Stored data
····················

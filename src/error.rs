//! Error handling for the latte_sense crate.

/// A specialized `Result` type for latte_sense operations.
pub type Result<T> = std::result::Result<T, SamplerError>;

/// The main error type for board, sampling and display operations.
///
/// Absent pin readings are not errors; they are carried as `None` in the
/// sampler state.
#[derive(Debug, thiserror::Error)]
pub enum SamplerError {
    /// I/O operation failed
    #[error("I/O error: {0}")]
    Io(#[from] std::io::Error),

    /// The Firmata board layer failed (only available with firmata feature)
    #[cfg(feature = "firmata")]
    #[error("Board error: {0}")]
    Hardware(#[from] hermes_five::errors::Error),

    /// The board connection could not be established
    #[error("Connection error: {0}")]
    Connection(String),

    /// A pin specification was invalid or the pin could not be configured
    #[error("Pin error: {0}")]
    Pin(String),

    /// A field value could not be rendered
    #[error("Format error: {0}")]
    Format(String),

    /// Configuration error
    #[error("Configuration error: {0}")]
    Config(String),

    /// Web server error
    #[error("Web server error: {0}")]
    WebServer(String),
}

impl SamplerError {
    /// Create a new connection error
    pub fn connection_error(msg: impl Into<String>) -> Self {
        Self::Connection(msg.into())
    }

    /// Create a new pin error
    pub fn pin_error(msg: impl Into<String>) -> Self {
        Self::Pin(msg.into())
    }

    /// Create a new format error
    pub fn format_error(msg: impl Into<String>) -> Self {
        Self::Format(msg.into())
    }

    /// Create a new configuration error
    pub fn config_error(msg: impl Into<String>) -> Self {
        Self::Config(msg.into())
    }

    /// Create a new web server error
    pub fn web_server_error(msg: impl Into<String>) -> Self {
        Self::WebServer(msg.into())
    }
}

····················

(Problem requirements) Copy each line of the records above that carries the word "feature".

(Result of this task)
    /// The Firmata board layer failed (only available with firmata feature)
    #[cfg(feature = "firmata")]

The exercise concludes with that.